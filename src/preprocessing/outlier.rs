//! IQR-fence outlier clipping

use super::percentile;
use crate::error::{DiariskError, Result};
use ndarray::Array2;
use serde::{Deserialize, Serialize};

/// Per-feature clip bounds derived from training-subset quartiles:
/// `lower = Q1 − 1.5·IQR`, `upper = Q3 + 1.5·IQR`.
///
/// Computed once per scenario, applied to every split, persisted for
/// inference. Missing cells pass through clipping unchanged.
#[derive(Debug, Clone, Serialize, Deserialize)]
pub struct ClipBounds {
    bounds: Vec<(f64, f64)>,
}

impl ClipBounds {
    /// Derive bounds from the training subset only.
    pub fn fit(x_train: &Array2<f64>) -> Result<Self> {
        let n_features = x_train.ncols();
        if x_train.nrows() == 0 {
            return Err(DiariskError::PreprocessingError(
                "cannot fit clip bounds on an empty matrix".to_string(),
            ));
        }

        let mut bounds = Vec::with_capacity(n_features);
        for j in 0..n_features {
            let col: Vec<f64> = x_train.column(j).to_vec();
            let q1 = percentile(&col, 0.25);
            let q3 = percentile(&col, 0.75);
            if q1.is_nan() || q3.is_nan() {
                return Err(DiariskError::PreprocessingError(format!(
                    "feature {j} has no observed values in the training subset"
                )));
            }
            let iqr = q3 - q1;
            bounds.push((q1 - 1.5 * iqr, q3 + 1.5 * iqr));
        }

        Ok(Self { bounds })
    }

    /// Clip every value into its feature's fence. NaN passes through.
    pub fn transform(&self, x: &Array2<f64>) -> Result<Array2<f64>> {
        if x.ncols() != self.bounds.len() {
            return Err(DiariskError::ShapeError {
                expected: format!("{} columns", self.bounds.len()),
                actual: format!("{} columns", x.ncols()),
            });
        }

        let mut out = x.clone();
        for (j, &(lo, up)) in self.bounds.iter().enumerate() {
            for v in out.column_mut(j).iter_mut() {
                if !v.is_nan() {
                    *v = v.clamp(lo, up);
                }
            }
        }
        Ok(out)
    }

    /// Bounds for one feature
    pub fn feature_bounds(&self, j: usize) -> Option<(f64, f64)> {
        self.bounds.get(j).copied()
    }

    pub fn n_features(&self) -> usize {
        self.bounds.len()
    }
}
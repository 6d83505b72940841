//! AdaBoost over decision stumps

use crate::error::{DiariskError, Result};
use ndarray::{Array1, Array2};
use serde::{Deserialize, Serialize};

/// Single-feature threshold stump predicting in {-1, +1}
#[derive(Debug, Clone, Serialize, Deserialize)]
struct Stump {
    feature_idx: usize,
    threshold: f64,
    /// +1.0 if `value <= threshold` predicts the positive class, else -1.0
    polarity: f64,
}

impl Stump {
    fn predict_sample(&self, sample: &[f64]) -> f64 {
        if sample[self.feature_idx] <= self.threshold {
            self.polarity
        } else {
            -self.polarity
        }
    }
}

/// Boosted decision stumps. Labels are mapped to {-1, +1} internally; the
/// class-1 probability is the sigmoid of the weighted stump margin.
#[derive(Debug, Clone, Serialize, Deserialize)]
pub struct AdaBoostClassifier {
    pub n_estimators: usize,
    pub learning_rate: f64,
    stumps: Vec<Stump>,
    alphas: Vec<f64>,
}

impl AdaBoostClassifier {
    pub fn new(n_estimators: usize, learning_rate: f64) -> Self {
        Self {
            n_estimators: n_estimators.max(1),
            learning_rate,
            stumps: Vec::new(),
            alphas: Vec::new(),
        }
    }

    /// Weighted-error-minimizing stump over all features and thresholds
    fn fit_stump(x: &Array2<f64>, y_signed: &[f64], weights: &Array1<f64>) -> Stump {
        let n_features = x.ncols();
        let n_samples = x.nrows();

        let mut best_stump = Stump {
            feature_idx: 0,
            threshold: 0.0,
            polarity: 1.0,
        };
        let mut best_error = f64::MAX;

        for f in 0..n_features {
            let col = x.column(f);
            let mut vals: Vec<f64> = col.to_vec();
            vals.sort_by(|a, b| a.partial_cmp(b).unwrap_or(std::cmp::Ordering::Equal));
            vals.dedup();

            for w in vals.windows(2) {
                let threshold = (w[0] + w[1]) / 2.0;

                for polarity in [1.0, -1.0] {
                    let mut error = 0.0;
                    for i in 0..n_samples {
                        let pred = if col[i] <= threshold {
                            polarity
                        } else {
                            -polarity
                        };
                        if pred != y_signed[i] {
                            error += weights[i];
                        }
                    }
                    if error < best_error {
                        best_error = error;
                        best_stump = Stump {
                            feature_idx: f,
                            threshold,
                            polarity,
                        };
                    }
                }
            }
        }
        best_stump
    }

    pub fn fit(&mut self, x: &Array2<f64>, y: &Array1<f64>) -> Result<&mut Self> {
        let n_samples = x.nrows();
        if n_samples != y.len() {
            return Err(DiariskError::ShapeError {
                expected: format!("y length = {n_samples}"),
                actual: format!("y length = {}", y.len()),
            });
        }
        if n_samples == 0 {
            return Err(DiariskError::TrainingError(
                "cannot fit AdaBoost on zero samples".to_string(),
            ));
        }

        let y_signed: Vec<f64> = y.iter().map(|&v| if v >= 0.5 { 1.0 } else { -1.0 }).collect();
        let mut weights = Array1::from_elem(n_samples, 1.0 / n_samples as f64);

        self.stumps.clear();
        self.alphas.clear();

        for _round in 0..self.n_estimators {
            let stump = Self::fit_stump(x, &y_signed, &weights);

            let predictions: Vec<f64> = (0..n_samples)
                .map(|i| {
                    let row: Vec<f64> = x.row(i).iter().copied().collect();
                    stump.predict_sample(&row)
                })
                .collect();

            let mut error = 0.0;
            for i in 0..n_samples {
                if predictions[i] != y_signed[i] {
                    error += weights[i];
                }
            }
            let error = error.clamp(1e-15, 1.0 - 1e-15);

            let alpha = 0.5 * self.learning_rate * ((1.0 - error) / error).ln();

            for i in 0..n_samples {
                weights[i] *= (-alpha * y_signed[i] * predictions[i]).exp();
            }
            let w_sum = weights.sum();
            if w_sum > 0.0 {
                weights /= w_sum;
            }

            self.stumps.push(stump);
            self.alphas.push(alpha);
        }

        Ok(self)
    }

    fn margin(&self, sample: &[f64]) -> f64 {
        self.stumps
            .iter()
            .zip(self.alphas.iter())
            .map(|(stump, &alpha)| alpha * stump.predict_sample(sample))
            .sum()
    }

    /// Class-1 probability: sigmoid of the boosted margin
    pub fn predict_proba(&self, x: &Array2<f64>) -> Result<Array1<f64>> {
        if self.stumps.is_empty() {
            return Err(DiariskError::ModelNotFitted);
        }

        let probs: Vec<f64> = x
            .rows()
            .into_iter()
            .map(|row| {
                let sample: Vec<f64> = row.iter().copied().collect();
                let m = self.margin(&sample);
                1.0 / (1.0 + (-2.0 * m).exp())
            })
            .collect();

        Ok(Array1::from_vec(probs))
    }

    pub fn predict(&self, x: &Array2<f64>) -> Result<Array1<f64>> {
        let proba = self.predict_proba(x)?;
        Ok(proba.mapv(|p| if p >= 0.5 { 1.0 } else { 0.0 }))
    }

    /// Weighted stump usage per feature
    pub fn feature_importances(&self, n_features: usize) -> Option<Array1<f64>> {
        if self.stumps.is_empty() || n_features == 0 {
            return None;
        }
        let mut importances = vec![0.0f64; n_features];
        for (stump, &alpha) in self.stumps.iter().zip(self.alphas.iter()) {
            if stump.feature_idx < n_features {
                importances[stump.feature_idx] += alpha.abs();
            }
        }
        let total: f64 = importances.iter().sum();
        if total > 0.0 {
            for v in importances.iter_mut() {
                *v /= total;
            }
        }
        Some(Array1::from_vec(importances))
    }
}

#[cfg(test)]
mod tests {
    use super::*;
    use ndarray::array;

    #[test]
    fn test_adaboost_separable() {
        let x = array![
            [1.0, 2.0],
            [2.0, 3.0],
            [3.0, 4.0],
            [6.0, 7.0],
            [7.0, 8.0],
            [8.0, 9.0],
        ];
        let y = array![0.0, 0.0, 0.0, 1.0, 1.0, 1.0];
        let mut model = AdaBoostClassifier::new(10, 1.0);
        model.fit(&x, &y).unwrap();
        let preds = model.predict(&x).unwrap();
        assert_eq!(preds, y);
    }

    #[test]
    fn test_margin_sign_matches_prediction() {
        let x = array![[0.0], [1.0], [5.0], [6.0]];
        let y = array![0.0, 0.0, 1.0, 1.0];
        let mut model = AdaBoostClassifier::new(20, 0.1);
        model.fit(&x, &y).unwrap();
        let proba = model.predict_proba(&x).unwrap();
        assert!(proba[0] < 0.5);
        assert!(proba[3] > 0.5);
    }

    #[test]
    fn test_importances_sum_to_one() {
        let x = array![[0.0, 9.0], [1.0, 8.0], [5.0, 1.0], [6.0, 0.0]];
        let y = array![0.0, 0.0, 1.0, 1.0];
        let mut model = AdaBoostClassifier::new(5, 1.0);
        model.fit(&x, &y).unwrap();
        let imp = model.feature_importances(2).unwrap();
        assert!((imp.sum() - 1.0).abs() < 1e-9);
    }
}
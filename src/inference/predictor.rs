//! Single-row prediction

use super::features::feature_range;
use super::registry::ModelRegistry;
use crate::error::{DiariskError, Result};
use crate::scenario::Mode;
use ndarray::Array2;
use serde::{Deserialize, Serialize};
use std::collections::BTreeMap;

/// One prediction request. Every field is optional; features the resolved
/// scenario does not use are ignored, and absent scenario features are left
/// missing for the scenario's own preprocessing to handle (imputation in
/// detailed mode, the grade-4 fallthrough in simple mode).
#[derive(Debug, Clone, Default, Serialize, Deserialize)]
pub struct PredictRequest {
    pub pregnancies: Option<f64>,
    pub glucose: Option<f64>,
    pub blood_pressure: Option<f64>,
    pub skin_thickness: Option<f64>,
    pub insulin: Option<f64>,
    pub bmi: Option<f64>,
    pub pedigree: Option<f64>,
    pub age: Option<f64>,
}

impl PredictRequest {
    fn get(&self, name: &str) -> Option<f64> {
        match name {
            "pregnancies" => self.pregnancies,
            "glucose" => self.glucose,
            "blood_pressure" => self.blood_pressure,
            "skin_thickness" => self.skin_thickness,
            "insulin" => self.insulin,
            "bmi" => self.bmi,
            "pedigree" => self.pedigree,
            "age" => self.age,
            _ => None,
        }
    }

    /// All user-supplied (name, value) pairs
    fn provided(&self) -> Vec<(&'static str, f64)> {
        super::features::FEATURE_NAMES
            .iter()
            .filter_map(|&name| self.get(name).map(|v| (name, v)))
            .collect()
    }
}

/// Prediction outcome returned to the (out-of-scope) transport layer
#[derive(Debug, Clone, Serialize, Deserialize)]
pub struct PredictResponse {
    /// 1 = at risk, 0 = within normal range
    pub prediction: u8,
    /// Class-1 probability, rounded to 4 decimals
    pub probability: f64,
    pub label: String,
    pub scenario: String,
    pub threshold: f64,
    /// Echo of the user-supplied inputs
    pub input: BTreeMap<String, f64>,
}

/// Run one inference pass: validate ranges, resolve the scenario from
/// (mode, glucose present), apply the persisted preprocessing to the single
/// row, compare the class-1 probability against the scenario threshold.
pub fn predict(
    registry: &ModelRegistry,
    mode: Mode,
    request: &PredictRequest,
) -> Result<PredictResponse> {
    let provided = request.provided();
    if provided.is_empty() {
        return Err(DiariskError::InvalidInput(
            "at least one input feature is required".to_string(),
        ));
    }

    for (name, value) in &provided {
        if let Some((min_v, max_v)) = feature_range(name) {
            if *value < min_v || *value > max_v {
                return Err(DiariskError::InvalidInput(format!(
                    "{name} must be within {min_v} ~ {max_v}, got {value}"
                )));
            }
        }
    }

    let record = registry.resolve(mode, request.glucose.is_some())?;

    // At least one of the scenario's own features must be supplied
    let active = record
        .features_eng
        .iter()
        .filter(|f| request.get(f).is_some())
        .count();
    if active == 0 {
        return Err(DiariskError::InvalidInput(format!(
            "none of the scenario's features were provided (expected one of: {})",
            record.features_eng.join(", ")
        )));
    }

    let n_features = record.features_eng.len();
    let mut row = Array2::from_elem((1, n_features), f64::NAN);
    for (j, feature) in record.features_eng.iter().enumerate() {
        if let Some(v) = request.get(feature) {
            row[[0, j]] = v;
        }
    }

    let preprocessed = record.artifacts.transform(&row)?;
    let proba = record.model.predict_proba(&preprocessed)?;
    let probability = proba[0];
    let prediction = u8::from(probability >= record.threshold);

    let label = if prediction == 1 {
        "당뇨 위험".to_string()
    } else {
        "정상 범위".to_string()
    };

    let input: BTreeMap<String, f64> = provided
        .into_iter()
        .map(|(name, v)| (name.to_string(), v))
        .collect();

    Ok(PredictResponse {
        prediction,
        probability: (probability * 10_000.0).round() / 10_000.0,
        label,
        scenario: record.key.as_str().to_string(),
        threshold: record.threshold,
        input,
    })
}

#[cfg(test)]
mod tests {
    use super::*;

    #[test]
    fn test_empty_request_is_rejected_shape() {
        let request = PredictRequest::default();
        assert!(request.provided().is_empty());
    }

    #[test]
    fn test_provided_collects_set_fields() {
        let request = PredictRequest {
            glucose: Some(120.0),
            age: Some(40.0),
            ..Default::default()
        };
        let provided = request.provided();
        assert_eq!(provided.len(), 2);
        assert!(provided.contains(&("glucose", 120.0)));
    }
}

TASK TO COMPLETE
Note down each line above where the word "percentile" occurs.

EXERCISE ANSWER
use super::percentile;
            let q1 = percentile(&col, 0.25);
            let q3 = percentile(&col, 0.75);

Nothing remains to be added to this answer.